WORK TO BE COMPLETED: In the entries below, count the lines that include the word "input" and reply with the number alone.

* * *

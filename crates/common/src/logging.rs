use crate::config::{Environment, LogLevel};
use tracing_subscriber::{
    Layer, Registry,
    layer::{Identity, SubscriberExt},
    util::SubscriberInitExt,
};

/// Initialize tracing subscriber with pretty formatting for development
/// and JSON formatting for production.
///
/// RUST_LOG takes precedence over `log_level` when set.
///
/// Not to be combined with [`crate::TelemetryGuard::init`], which installs its
/// own subscriber.
pub fn setup_logging(log_level: LogLevel, environment: Environment) {
    init_subscriber(log_level, environment, None::<Identity>);
}

pub(crate) fn init_subscriber<L>(log_level: LogLevel, environment: Environment, extra: Option<L>)
where
    L: Layer<Registry> + Send + Sync + 'static,
{
    let env_filter = tracing_subscriber::EnvFilter::try_from_default_env()
        .unwrap_or_else(|_| log_level.as_str().into());

    let registry = tracing_subscriber::registry().with(extra).with(env_filter);

    match environment {
        Environment::Production => {
            registry
                .with(tracing_subscriber::fmt::layer().json().with_level(true))
                .init();
        }
        Environment::Development => {
            registry
                .with(tracing_subscriber::fmt::layer().pretty().with_ansi(true))
                .init();
        }
    }
}
pub mod post;
pub mod pre;

/// Parameters of the letterbox applied to the original image; inverting them
/// maps network-input pixels back to original pixels.
#[derive(Debug, Clone, Copy, PartialEq)]
pub struct LetterboxTransform {
    pub orig_width: u32,
    pub orig_height: u32,
    pub scale: f32,
    pub offset_x: f32,
    pub offset_y: f32,
}

impl LetterboxTransform {
    /// Map a network-input x coordinate back onto the original image, clamped.
    #[inline]
    pub fn invert_x(&self, x: f32) -> f32 {
        ((x - self.offset_x) / self.scale)
            .max(0.0)
            .min(self.orig_width as f32)
    }

    #[inline]
    pub fn invert_y(&self, y: f32) -> f32 {
        ((y - self.offset_y) / self.scale)
            .max(0.0)
            .min(self.orig_height as f32)
    }
}
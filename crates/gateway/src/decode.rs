use anyhow::Context;
use image::RgbImage;

/// Decode encoded image bytes (PNG, JPEG) into 8-bit RGB.
pub fn decode_image(bytes: &[u8]) -> anyhow::Result<RgbImage> {
    if bytes.is_empty() {
        anyhow::bail!("Image is empty");
    }

    let image = image::load_from_memory(bytes)
        .context("Unsupported or corrupt image")?
        .to_rgb8();

    if image.width() == 0 || image.height() == 0 {
        anyhow::bail!("Image has no pixels");
    }

    Ok(image)
}
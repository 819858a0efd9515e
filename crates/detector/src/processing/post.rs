use super::LetterboxTransform;
use crate::types::{BoundingBox, RawDetection};

/// Values per row of an end-to-end YOLO export: `x1, y1, x2, y2, score, class`.
pub const END_TO_END_ROW_LEN: usize = 6;

/// Parse the `[1, max_det, 6]` output of a YOLO model exported with built-in NMS.
///
/// Rows scoring below `confidence_threshold` (including the zero padding rows)
/// are dropped. Boxes are mapped back through the letterbox and clamped to the
/// original image; order is the model's.
#[tracing::instrument(skip(output, transform))]
pub fn parse_end_to_end(
    output: &ndarray::ArrayViewD<f32>,
    confidence_threshold: f32,
    transform: &LetterboxTransform,
) -> anyhow::Result<Vec<RawDetection>> {
    let shape = output.shape();
    if shape.len() != 3 || shape[0] == 0 || shape[2] < END_TO_END_ROW_LEN {
        anyhow::bail!(
            "Unexpected detector output shape {:?}, expected [1, N, {}]",
            shape,
            END_TO_END_ROW_LEN
        );
    }

    let num_rows = shape[1];
    let mut detections = Vec::new();

    for i in 0..num_rows {
        let confidence = output[[0, i, 4]];
        if !(confidence >= confidence_threshold) {
            continue;
        }

        let class = output[[0, i, 5]];
        if !class.is_finite() || class < 0.0 {
            anyhow::bail!("Detector produced invalid class value {} at row {}", class, i);
        }

        let bbox = BoundingBox::new(
            transform.invert_x(output[[0, i, 0]]),
            transform.invert_y(output[[0, i, 1]]),
            transform.invert_x(output[[0, i, 2]]),
            transform.invert_y(output[[0, i, 3]]),
        );

        detections.push(RawDetection {
            bbox,
            class_index: class.round() as usize,
            confidence,
        });
    }

    tracing::trace!(rows = num_rows, kept = detections.len(), "Parsed detector output");

    Ok(detections)
}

* * *

PROBLEM SOLUTION: 2